Intersection of rare pathogenic variants from TCGA in the All of Us Research Program v6

HGG Adv. 2025 Jan 11;6(2):100405. doi: 10.1016/j.xhgg.2025.100405. Online ahead of print.

Abstract

Using rare cancer predisposition alleles derived from The Cancer Genome Atlas (TCGA) and high cancer prevalence (14% of participants) in All of Us (version 6), we assessed the impact of these rare alleles on cancer occurrence in six broad groups of genetic similarity provided by All of Us: African/African American (AFR), Admixed American/Latino (AMR), East Asian (EAS), European (EUR), Middle Eastern (MID), or South Asian (SAS). We observed that germline susceptibility to cancer consistently replicates in EUR-like participants but less so in other participants. We found that All of Us participants from the EUR (p = 1.8 × 10-7), AFR (p = 0.018), and MID (p = 0.0083) genetic similarity groups who carry a rare pathogenic mutation are more likely to have cancer than those without a rare pathogenic mutation. With the advent of combining medical records and genetic mutations, we also performed a phenome-wide association study (PheWAS) to assess the effect of pathogenic variants on additional phenotypes. This analysis again showed several associations between predisposition variants and cancer in EUR-like participants, but fewer in those of the other genetic similarity groups.
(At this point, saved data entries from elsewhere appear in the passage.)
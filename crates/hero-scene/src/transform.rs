// File: crates/hero-scene/src/transform.rs
// Summary: Object transform (position + Euler rotation) in scene units and radians.

use serde::Serialize;

pub type Vec3 = [f64; 3];

#[derive(Clone, Copy, Debug, Default, PartialEq, Serialize)]
pub struct Transform {
    pub position: Vec3,
    pub rotation: Vec3,
}

impl Transform {
    pub const IDENTITY: Self = Self { position: [0.0; 3], rotation: [0.0; 3] };

    /// Child transform applied inside `self`. Componentwise: only valid for the
    /// single-level, unscaled nesting the scenes use.
    pub fn then(&self, child: &Transform) -> Transform {
        Transform {
            position: add(self.position, child.position),
            rotation: add(self.rotation, child.rotation),
        }
    }

    pub fn is_finite(&self) -> bool {
        self.position.iter().chain(self.rotation.iter()).all(|v| v.is_finite())
    }
}

fn add(a: Vec3, b: Vec3) -> Vec3 { [a[0] + b[0], a[1] + b[1], a[2] + b[2]] }
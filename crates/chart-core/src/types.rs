// File: crates/chart-core/src/types.rs
// Summary: Shared types and constants (plot area, default sizes, value margin).

use crate::error::{ChartError, ChartResult};

/// Default drawing width in pixels.
pub const WIDTH: f64 = 600.0;
/// Default drawing height in pixels.
pub const HEIGHT: f64 = 300.0;
/// Default padding applied on every side of the plot, in pixels.
pub const PADDING: f64 = 40.0;
/// Value units added below the minimum and above the maximum observation.
pub const VALUE_MARGIN: f64 = 20.0;

/// Target draw area for a chart.
/// Contract: finite, `width > 2 * padding`, `height > 2 * padding`, `padding >= 0`.
#[derive(Clone, Copy, Debug, PartialEq)]
pub struct PlotArea {
    pub width: f64,
    pub height: f64,
    pub padding: f64,
}

impl PlotArea {
    /// Create a plot area, rejecting sizes that leave no room to draw.
    pub fn new(width: f64, height: f64, padding: f64) -> ChartResult<Self> {
        let area = Self { width, height, padding };
        area.validate()?;
        Ok(area)
    }

    pub fn validate(&self) -> ChartResult<()> {
        let fail = |reason| ChartError::InvalidPlotArea {
            width: self.width,
            height: self.height,
            padding: self.padding,
            reason,
        };
        if !(self.width.is_finite() && self.height.is_finite() && self.padding.is_finite()) {
            return Err(fail("dimensions must be finite"));
        }
        if self.width <= 0.0 || self.height <= 0.0 {
            return Err(fail("width and height must be positive"));
        }
        if self.padding < 0.0 {
            return Err(fail("padding must be non-negative"));
        }
        if self.width <= 2.0 * self.padding {
            return Err(fail("width must exceed twice the padding"));
        }
        if self.height <= 2.0 * self.padding {
            return Err(fail("height must exceed twice the padding"));
        }
        Ok(())
    }

    /// Drawable width between the left and right padding.
    pub fn inner_width(&self) -> f64 { self.width - 2.0 * self.padding }
    /// Drawable height between the top and bottom padding.
    pub fn inner_height(&self) -> f64 { self.height - 2.0 * self.padding }

    pub fn left(&self) -> f64 { self.padding }
    pub fn right(&self) -> f64 { self.width - self.padding }
    pub fn top(&self) -> f64 { self.padding }
    pub fn bottom(&self) -> f64 { self.height - self.padding }
}

impl Default for PlotArea {
    fn default() -> Self {
        Self { width: WIDTH, height: HEIGHT, padding: PADDING }
    }
}
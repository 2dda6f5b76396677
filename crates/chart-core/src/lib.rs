// File: crates/chart-core/src/lib.rs
// Summary: Core library entry point; exports the trend chart geometry and rendering API.

pub mod axis;
pub mod chart;
pub mod dataset;
pub mod error;
pub mod geometry;
pub mod grid;
pub mod hover;
pub mod mapper;
pub mod scale;
pub mod series;
pub mod svg;
pub mod theme;
pub mod trend;
pub mod types;

pub use axis::YearAxis;
pub use chart::{ChartLayout, Marker, RenderOptions, TrendChart};
pub use error::{ChartError, ChartResult};
pub use geometry::{Point, Rect, Segment};
pub use hover::{HoverState, PointerEvent, Tooltip};
pub use mapper::ChartGeometryMapper;
pub use series::Observations;
pub use theme::Theme;
pub use trend::{LinearFit, TrendSource};
pub use types::PlotArea;
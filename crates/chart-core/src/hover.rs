// File: crates/chart-core/src/hover.rs
// Summary: Hover state for chart markers, driven by per-point pointer enter/leave events.

use crate::error::{ChartError, ChartResult};
use crate::geometry::Rect;
use crate::mapper::ChartGeometryMapper;

pub const MARKER_RADIUS: f64 = 3.0;
pub const HOVER_MARKER_RADIUS: f64 = 6.0;
pub const TOOLTIP_WIDTH: f64 = 80.0;
pub const TOOLTIP_HEIGHT: f64 = 40.0;
/// Tooltip box offset from the hovered point (box is centered, above the marker).
pub const TOOLTIP_OFFSET: (f64, f64) = (-40.0, -50.0);

/// Pointer event targeting one marker.
#[derive(Clone, Copy, Debug, PartialEq, Eq)]
pub enum PointerEvent {
    Enter(usize),
    Leave,
}

/// Which marker, if any, is under the pointer.
#[derive(Clone, Copy, Debug, Default, PartialEq, Eq)]
pub struct HoverState {
    index: Option<usize>,
}

impl HoverState {
    pub fn new() -> Self { Self { index: None } }

    pub fn index(&self) -> Option<usize> { self.index }

    pub fn is_hovered(&self, index: usize) -> bool { self.index == Some(index) }

    /// Apply an event for a series of `len` points. An out-of-range enter is rejected
    /// and leaves the state untouched.
    pub fn apply(&mut self, event: PointerEvent, len: usize) -> ChartResult<()> {
        match event {
            PointerEvent::Enter(index) if index >= len => {
                return Err(ChartError::IndexOutOfRange { index, len });
            }
            PointerEvent::Enter(index) => self.index = Some(index),
            PointerEvent::Leave => self.index = None,
        }
        Ok(())
    }

    pub fn enter(&mut self, index: usize, len: usize) -> ChartResult<()> {
        self.apply(PointerEvent::Enter(index), len)
    }

    pub fn leave(&mut self) { self.index = None; }

    pub fn marker_radius(&self, index: usize) -> f64 {
        if self.is_hovered(index) { HOVER_MARKER_RADIUS } else { MARKER_RADIUS }
    }

    /// Tooltip for the hovered point, if any.
    pub fn tooltip(&self, mapper: &ChartGeometryMapper) -> Option<Tooltip> {
        let index = self.index?;
        let p = mapper.point(index).ok()?;
        let obs = mapper.observations();
        let value = obs.values()[index];
        Some(Tooltip {
            index,
            year: obs.year_at(index),
            value,
            rect: Rect::from_xywh(p.x + TOOLTIP_OFFSET.0, p.y + TOOLTIP_OFFSET.1, TOOLTIP_WIDTH, TOOLTIP_HEIGHT),
        })
    }
}

#[derive(Clone, Debug, PartialEq)]
pub struct Tooltip {
    pub index: usize,
    pub year: i32,
    pub value: f64,
    pub rect: Rect,
}

impl Tooltip {
    /// `"1986: 160mm"`
    pub fn label(&self, unit: &str) -> String {
        format!("{}: {}{}", self.year, format_value(self.value), unit)
    }
}

/// Whole numbers print without a fractional part; others keep up to two decimals.
pub fn format_value(v: f64) -> String {
    if v.fract() == 0.0 && v.abs() < 1e15 {
        format!("{}", v as i64)
    } else {
        let s = format!("{v:.2}");
        s.trim_end_matches('0').trim_end_matches('.').to_string()
    }
}

#[cfg(test)]
mod tests {
    use super::*;

    #[test]
    fn value_formatting() {
        assert_eq!(format_value(192.0), "192");
        assert_eq!(format_value(12.5), "12.5");
        assert_eq!(format_value(-0.25), "-0.25");
        assert_eq!(format_value(3.10), "3.1");
    }

    #[test]
    fn out_of_range_enter_keeps_state() {
        let mut h = HoverState::new();
        h.enter(2, 3).unwrap();
        assert!(h.enter(3, 3).is_err());
        assert_eq!(h.index(), Some(2));
    }
}
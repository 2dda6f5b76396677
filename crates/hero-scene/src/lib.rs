// File: crates/hero-scene/src/lib.rs
// Summary: Hero scene motion model. Every animated transform is sampled from elapsed
// time, so a frame never depends on the frames before it.

pub mod error;
pub mod motion;
pub mod particles;
pub mod scene;
pub mod transform;

pub use error::SceneError;
pub use motion::{Bob, FloatMotion, Spin, FRAME_RATE};
pub use particles::ParticleField;
pub use scene::{HeroScene, SceneFrame, VisualizerScene, DEFAULT_SEED};
pub use transform::Transform;
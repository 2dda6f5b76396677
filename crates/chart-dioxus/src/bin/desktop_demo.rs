// File: crates/chart-dioxus/src/bin/desktop_demo.rs
// Purpose: Launcher for the Dioxus desktop trend chart.

#[cfg(feature = "desktop")]
fn main() {
    if let Err(e) = chart_dioxus::ui::run_demo_ui() {
        eprintln!("chart-dioxus demo error: {e}");
    }
}

#[cfg(not(feature = "desktop"))]
fn main() {
    if let Err(e) = chart_dioxus::run_demo_ui() {
        eprintln!("{e}");
    }
}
As All of Us grows to 1 million participants, our projections suggest sufficient power (>99%) to detect cancer-associated variants that are common, but limited power (∼28%) to detect rare mutations when using the entire cohort. This study provides preliminary insights into genetic predispositions to cancer across a diverse cohort and demonstrates the value of All of Us as a resource for cancer research.

Keywords: MeSH; diverse genetics; genetic predisposition to disease; genotype-phenotype association; neoplasms; phenome-wide association study.